● Exercise:
All lines holding the word "hello" in the listing below need to be copied.
□ □ □ □
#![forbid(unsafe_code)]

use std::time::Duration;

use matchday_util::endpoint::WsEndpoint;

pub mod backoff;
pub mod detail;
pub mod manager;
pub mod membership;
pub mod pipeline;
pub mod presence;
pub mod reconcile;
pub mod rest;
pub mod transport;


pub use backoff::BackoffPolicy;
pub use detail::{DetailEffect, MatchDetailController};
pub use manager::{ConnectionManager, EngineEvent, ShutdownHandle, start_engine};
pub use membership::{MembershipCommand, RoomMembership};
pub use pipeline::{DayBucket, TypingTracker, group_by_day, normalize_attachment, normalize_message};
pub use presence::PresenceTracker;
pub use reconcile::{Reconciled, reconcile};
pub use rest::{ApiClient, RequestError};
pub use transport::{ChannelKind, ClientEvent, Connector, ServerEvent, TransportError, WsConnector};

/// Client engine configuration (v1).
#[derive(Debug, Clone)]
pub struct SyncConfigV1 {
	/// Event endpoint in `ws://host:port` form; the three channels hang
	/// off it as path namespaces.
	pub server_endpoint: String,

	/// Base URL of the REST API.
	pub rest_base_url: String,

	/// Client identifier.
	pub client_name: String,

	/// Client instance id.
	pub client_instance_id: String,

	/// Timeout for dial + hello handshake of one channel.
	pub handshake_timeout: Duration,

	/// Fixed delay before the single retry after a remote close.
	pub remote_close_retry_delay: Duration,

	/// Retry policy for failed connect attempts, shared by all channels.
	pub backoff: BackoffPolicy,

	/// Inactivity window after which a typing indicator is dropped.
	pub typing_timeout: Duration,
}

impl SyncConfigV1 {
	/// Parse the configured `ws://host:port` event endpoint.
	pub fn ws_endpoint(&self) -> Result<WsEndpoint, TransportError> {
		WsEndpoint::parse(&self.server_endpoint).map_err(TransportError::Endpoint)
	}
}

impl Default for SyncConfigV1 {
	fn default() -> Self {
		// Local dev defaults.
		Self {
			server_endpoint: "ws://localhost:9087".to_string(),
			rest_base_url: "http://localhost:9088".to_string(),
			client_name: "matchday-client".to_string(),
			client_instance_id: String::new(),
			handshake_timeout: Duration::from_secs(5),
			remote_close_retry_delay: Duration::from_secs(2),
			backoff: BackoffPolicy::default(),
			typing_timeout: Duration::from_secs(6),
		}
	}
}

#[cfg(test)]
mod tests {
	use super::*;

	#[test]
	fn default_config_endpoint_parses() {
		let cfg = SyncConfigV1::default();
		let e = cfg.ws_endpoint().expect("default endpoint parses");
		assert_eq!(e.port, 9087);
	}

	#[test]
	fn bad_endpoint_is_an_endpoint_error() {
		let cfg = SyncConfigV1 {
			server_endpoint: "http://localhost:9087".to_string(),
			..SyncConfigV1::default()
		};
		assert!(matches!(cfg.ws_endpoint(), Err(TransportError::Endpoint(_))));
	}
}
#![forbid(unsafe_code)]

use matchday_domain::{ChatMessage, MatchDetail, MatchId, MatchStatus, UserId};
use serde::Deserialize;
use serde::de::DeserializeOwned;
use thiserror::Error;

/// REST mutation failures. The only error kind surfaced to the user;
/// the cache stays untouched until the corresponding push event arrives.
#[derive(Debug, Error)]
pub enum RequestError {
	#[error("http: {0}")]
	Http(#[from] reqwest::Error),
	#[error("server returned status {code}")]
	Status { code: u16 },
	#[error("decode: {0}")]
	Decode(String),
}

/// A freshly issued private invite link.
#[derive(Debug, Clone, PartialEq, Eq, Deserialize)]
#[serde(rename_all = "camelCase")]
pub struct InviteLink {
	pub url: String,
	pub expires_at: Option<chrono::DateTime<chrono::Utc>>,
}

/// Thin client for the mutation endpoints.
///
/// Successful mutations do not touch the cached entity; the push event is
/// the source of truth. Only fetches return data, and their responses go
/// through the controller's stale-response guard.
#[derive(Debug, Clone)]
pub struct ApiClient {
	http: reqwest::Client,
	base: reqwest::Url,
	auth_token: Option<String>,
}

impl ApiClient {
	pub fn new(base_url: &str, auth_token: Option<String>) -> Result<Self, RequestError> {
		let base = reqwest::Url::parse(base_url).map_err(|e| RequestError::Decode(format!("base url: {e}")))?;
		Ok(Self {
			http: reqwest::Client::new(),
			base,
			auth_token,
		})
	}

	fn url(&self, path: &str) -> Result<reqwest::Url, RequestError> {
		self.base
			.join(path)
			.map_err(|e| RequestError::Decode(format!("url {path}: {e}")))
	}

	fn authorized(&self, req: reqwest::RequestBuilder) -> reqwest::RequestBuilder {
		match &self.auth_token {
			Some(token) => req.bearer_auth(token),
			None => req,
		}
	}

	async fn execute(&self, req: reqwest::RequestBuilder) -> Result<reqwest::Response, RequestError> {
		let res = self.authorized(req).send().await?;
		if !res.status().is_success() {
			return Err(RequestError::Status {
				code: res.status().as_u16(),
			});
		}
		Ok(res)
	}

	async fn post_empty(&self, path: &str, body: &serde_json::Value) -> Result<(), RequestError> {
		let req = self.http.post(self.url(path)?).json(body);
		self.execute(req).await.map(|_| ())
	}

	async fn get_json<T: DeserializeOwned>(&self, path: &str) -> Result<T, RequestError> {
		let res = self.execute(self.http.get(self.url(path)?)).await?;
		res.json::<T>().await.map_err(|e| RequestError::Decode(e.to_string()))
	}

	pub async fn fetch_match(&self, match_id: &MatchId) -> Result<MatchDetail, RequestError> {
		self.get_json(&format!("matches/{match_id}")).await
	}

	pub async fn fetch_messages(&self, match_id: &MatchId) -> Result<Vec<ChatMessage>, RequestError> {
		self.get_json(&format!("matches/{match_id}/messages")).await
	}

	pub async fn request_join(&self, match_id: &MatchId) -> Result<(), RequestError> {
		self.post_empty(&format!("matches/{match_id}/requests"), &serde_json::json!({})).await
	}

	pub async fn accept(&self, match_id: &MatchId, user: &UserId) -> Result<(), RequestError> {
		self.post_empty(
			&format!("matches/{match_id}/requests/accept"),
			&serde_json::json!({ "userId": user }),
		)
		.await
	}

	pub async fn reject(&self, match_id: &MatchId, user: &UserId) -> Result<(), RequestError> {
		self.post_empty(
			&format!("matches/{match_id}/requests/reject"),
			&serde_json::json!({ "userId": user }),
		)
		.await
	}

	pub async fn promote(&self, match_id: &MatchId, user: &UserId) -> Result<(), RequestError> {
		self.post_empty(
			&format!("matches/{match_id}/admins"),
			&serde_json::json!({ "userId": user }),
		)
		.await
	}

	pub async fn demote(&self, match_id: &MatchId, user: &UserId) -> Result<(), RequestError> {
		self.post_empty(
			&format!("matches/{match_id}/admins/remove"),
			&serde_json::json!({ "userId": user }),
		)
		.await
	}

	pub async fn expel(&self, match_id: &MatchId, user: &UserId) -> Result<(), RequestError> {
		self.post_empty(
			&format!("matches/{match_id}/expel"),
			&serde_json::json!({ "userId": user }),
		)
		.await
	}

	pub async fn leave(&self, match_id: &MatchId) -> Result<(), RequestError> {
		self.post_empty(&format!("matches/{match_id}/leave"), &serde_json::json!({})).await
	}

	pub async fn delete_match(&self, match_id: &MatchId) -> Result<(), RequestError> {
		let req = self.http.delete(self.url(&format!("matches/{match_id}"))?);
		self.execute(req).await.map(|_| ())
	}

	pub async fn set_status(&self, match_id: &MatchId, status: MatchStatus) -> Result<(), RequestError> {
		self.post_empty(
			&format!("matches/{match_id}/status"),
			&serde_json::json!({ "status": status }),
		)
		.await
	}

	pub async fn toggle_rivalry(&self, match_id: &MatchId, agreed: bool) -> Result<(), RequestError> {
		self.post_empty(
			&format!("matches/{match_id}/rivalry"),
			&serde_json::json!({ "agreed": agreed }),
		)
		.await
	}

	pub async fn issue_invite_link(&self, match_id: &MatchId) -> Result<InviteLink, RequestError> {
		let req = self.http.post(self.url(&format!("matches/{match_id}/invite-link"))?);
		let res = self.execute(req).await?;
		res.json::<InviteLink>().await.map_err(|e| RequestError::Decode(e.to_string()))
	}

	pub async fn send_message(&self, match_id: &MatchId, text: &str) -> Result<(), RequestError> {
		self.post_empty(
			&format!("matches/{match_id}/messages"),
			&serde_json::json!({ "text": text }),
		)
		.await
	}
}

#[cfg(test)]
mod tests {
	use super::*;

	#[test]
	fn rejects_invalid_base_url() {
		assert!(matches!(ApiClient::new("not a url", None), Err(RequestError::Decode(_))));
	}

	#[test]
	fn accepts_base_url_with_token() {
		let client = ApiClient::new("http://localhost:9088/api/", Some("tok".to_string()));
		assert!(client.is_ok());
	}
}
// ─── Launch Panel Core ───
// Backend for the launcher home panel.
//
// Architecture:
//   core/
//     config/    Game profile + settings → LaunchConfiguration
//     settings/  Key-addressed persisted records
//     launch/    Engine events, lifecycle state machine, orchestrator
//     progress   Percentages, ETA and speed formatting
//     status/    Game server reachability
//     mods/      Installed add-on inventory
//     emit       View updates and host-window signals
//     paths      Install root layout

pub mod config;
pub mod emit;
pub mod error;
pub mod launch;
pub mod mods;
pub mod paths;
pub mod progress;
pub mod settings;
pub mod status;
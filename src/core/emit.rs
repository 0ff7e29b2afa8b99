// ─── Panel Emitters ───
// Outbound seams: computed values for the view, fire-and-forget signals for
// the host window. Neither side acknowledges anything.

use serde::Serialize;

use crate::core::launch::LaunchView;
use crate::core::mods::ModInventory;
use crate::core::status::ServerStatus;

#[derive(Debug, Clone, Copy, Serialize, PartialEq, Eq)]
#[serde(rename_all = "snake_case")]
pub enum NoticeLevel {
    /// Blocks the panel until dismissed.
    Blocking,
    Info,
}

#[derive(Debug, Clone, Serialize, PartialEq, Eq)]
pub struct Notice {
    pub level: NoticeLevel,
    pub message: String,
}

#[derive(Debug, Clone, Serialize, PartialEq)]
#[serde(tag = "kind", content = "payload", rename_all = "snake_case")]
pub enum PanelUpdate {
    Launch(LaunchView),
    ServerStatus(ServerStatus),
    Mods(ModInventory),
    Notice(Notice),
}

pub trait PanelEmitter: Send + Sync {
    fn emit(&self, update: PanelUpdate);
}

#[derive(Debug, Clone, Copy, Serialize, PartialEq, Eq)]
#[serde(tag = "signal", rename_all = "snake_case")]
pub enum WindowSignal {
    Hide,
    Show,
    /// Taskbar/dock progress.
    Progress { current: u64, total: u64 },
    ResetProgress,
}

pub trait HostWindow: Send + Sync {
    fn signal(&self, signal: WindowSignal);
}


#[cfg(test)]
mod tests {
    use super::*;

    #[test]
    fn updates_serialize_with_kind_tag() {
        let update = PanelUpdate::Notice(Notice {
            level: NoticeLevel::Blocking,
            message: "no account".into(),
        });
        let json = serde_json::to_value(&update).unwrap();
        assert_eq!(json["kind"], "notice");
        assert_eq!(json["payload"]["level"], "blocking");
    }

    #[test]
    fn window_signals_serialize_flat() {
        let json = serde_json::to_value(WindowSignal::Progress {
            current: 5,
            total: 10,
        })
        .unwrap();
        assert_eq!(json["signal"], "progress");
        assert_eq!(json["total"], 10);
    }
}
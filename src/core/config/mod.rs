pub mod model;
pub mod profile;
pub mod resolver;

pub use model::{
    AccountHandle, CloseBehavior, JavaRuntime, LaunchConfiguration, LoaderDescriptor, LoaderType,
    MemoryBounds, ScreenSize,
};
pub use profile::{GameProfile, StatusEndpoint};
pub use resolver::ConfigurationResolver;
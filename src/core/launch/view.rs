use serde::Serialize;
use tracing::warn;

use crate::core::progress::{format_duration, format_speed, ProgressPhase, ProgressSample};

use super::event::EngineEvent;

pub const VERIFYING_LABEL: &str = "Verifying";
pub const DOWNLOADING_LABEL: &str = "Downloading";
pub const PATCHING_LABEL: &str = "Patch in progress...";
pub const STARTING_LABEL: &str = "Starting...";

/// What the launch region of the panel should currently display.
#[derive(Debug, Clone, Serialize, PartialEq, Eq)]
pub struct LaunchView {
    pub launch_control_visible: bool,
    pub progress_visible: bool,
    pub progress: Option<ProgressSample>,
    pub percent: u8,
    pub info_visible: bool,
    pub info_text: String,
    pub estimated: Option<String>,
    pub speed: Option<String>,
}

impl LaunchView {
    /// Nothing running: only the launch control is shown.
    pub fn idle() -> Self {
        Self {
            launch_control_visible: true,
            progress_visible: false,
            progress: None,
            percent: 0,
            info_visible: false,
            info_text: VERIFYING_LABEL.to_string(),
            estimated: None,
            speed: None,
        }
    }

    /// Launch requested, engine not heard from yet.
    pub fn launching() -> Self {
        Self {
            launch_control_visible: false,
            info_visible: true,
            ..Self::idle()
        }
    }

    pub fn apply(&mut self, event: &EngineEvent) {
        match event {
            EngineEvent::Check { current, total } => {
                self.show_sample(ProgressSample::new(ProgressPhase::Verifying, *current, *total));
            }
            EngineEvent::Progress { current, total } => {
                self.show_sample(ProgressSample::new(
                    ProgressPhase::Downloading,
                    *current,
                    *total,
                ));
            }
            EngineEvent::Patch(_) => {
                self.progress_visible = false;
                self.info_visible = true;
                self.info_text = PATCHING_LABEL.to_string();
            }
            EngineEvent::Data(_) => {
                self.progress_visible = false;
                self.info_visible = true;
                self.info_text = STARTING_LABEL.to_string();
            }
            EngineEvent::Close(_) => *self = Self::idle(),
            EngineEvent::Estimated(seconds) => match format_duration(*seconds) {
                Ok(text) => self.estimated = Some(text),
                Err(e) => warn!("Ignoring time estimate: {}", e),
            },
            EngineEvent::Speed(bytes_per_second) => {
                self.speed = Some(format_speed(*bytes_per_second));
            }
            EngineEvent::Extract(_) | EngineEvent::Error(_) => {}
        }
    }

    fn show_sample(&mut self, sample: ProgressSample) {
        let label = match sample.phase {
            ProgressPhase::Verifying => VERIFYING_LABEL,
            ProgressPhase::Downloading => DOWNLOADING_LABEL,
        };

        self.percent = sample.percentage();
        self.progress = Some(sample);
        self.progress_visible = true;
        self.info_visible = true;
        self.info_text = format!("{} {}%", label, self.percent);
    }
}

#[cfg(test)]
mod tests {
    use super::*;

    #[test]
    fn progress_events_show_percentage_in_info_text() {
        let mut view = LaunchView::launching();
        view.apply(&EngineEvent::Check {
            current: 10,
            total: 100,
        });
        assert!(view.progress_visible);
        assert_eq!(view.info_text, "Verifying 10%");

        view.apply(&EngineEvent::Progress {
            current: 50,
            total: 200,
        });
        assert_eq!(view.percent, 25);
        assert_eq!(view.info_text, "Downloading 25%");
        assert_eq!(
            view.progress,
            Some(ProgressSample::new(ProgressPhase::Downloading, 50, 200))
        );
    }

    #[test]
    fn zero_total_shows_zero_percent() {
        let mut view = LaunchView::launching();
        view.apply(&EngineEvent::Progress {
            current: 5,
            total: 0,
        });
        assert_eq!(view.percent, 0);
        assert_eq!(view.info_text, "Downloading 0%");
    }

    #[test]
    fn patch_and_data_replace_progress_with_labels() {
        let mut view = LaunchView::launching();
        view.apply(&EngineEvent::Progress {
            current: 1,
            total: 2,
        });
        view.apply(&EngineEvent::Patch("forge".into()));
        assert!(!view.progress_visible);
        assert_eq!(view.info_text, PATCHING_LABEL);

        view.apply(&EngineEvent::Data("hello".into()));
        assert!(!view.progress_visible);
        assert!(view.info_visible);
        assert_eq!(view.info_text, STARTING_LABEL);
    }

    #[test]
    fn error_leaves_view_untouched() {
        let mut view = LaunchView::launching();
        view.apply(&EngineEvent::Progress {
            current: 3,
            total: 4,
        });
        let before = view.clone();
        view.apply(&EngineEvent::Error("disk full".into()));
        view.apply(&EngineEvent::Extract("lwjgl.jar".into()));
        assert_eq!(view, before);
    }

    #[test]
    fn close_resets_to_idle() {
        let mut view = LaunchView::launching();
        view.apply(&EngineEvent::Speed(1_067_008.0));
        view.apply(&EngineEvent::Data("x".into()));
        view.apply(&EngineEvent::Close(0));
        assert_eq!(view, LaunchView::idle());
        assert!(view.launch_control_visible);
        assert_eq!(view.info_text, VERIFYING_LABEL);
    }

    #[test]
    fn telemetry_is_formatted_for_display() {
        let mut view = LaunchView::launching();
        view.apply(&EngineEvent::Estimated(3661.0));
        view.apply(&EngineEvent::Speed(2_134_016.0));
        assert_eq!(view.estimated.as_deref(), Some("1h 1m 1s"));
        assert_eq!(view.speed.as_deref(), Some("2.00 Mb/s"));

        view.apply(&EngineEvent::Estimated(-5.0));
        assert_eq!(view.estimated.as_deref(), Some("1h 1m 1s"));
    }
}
□ □ □ □
● Response to this task:
	/// Timeout for dial + hello handshake of one channel.
        view.apply(&EngineEvent::Data("hello".into()));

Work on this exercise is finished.